• [Task directions] "whole" appears in how many lines of the entries? State only the number.

::: Data to use :::

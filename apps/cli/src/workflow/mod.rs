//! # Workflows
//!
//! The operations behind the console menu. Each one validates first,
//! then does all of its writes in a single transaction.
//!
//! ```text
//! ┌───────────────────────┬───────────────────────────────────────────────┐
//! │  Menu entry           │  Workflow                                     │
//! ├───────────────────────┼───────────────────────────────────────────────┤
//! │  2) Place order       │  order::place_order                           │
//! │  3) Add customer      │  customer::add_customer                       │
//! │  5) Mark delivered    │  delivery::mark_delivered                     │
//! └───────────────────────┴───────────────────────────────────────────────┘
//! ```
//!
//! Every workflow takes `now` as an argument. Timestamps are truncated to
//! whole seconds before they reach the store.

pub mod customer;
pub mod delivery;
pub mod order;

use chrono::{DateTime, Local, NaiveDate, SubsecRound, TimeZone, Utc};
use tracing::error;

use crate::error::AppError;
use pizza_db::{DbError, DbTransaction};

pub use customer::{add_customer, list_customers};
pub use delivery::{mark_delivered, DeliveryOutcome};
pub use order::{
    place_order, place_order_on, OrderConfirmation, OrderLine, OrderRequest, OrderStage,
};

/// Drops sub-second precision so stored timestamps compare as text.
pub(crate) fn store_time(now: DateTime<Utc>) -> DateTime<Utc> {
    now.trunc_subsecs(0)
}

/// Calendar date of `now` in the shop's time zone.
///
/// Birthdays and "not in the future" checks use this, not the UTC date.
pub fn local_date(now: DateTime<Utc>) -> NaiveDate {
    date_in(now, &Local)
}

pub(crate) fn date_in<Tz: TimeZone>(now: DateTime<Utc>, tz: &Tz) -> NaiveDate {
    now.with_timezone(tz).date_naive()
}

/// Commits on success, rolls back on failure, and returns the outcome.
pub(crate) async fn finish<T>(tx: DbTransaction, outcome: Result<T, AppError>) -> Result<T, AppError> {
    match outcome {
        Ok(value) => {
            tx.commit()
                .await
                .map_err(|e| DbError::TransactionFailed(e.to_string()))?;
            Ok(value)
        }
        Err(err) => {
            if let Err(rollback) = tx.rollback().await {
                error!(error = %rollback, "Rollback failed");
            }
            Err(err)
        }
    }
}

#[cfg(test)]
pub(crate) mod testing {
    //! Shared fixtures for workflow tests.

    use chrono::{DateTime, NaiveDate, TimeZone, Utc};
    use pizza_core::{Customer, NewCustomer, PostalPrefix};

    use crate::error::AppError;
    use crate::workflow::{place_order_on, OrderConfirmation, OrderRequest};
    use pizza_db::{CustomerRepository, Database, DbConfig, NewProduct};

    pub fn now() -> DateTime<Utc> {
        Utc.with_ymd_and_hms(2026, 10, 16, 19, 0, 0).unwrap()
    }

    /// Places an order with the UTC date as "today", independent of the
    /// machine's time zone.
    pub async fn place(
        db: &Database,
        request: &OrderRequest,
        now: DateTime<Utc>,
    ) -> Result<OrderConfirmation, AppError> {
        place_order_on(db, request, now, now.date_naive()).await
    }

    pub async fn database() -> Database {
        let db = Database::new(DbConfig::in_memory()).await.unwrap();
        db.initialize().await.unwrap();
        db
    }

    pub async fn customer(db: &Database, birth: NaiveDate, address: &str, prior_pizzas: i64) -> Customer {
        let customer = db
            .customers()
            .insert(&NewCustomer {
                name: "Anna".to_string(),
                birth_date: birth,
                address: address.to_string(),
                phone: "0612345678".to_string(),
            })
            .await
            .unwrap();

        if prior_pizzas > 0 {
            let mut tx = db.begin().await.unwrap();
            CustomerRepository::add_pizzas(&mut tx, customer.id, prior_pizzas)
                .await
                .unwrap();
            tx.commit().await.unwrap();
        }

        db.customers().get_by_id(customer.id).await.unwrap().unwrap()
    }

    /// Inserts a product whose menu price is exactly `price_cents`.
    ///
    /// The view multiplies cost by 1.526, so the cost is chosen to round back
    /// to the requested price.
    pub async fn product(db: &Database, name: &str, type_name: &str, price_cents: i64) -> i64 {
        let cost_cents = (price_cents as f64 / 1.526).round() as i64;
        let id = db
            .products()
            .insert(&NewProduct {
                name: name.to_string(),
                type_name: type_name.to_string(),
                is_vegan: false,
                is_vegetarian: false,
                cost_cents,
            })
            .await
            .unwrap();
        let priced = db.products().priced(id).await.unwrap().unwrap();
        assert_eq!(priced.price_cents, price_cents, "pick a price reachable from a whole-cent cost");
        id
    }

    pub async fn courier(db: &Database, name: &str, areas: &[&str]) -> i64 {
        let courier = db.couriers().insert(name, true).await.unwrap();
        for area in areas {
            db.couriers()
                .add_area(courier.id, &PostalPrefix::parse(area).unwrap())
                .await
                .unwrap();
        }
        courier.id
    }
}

:::

• [Final answer] 2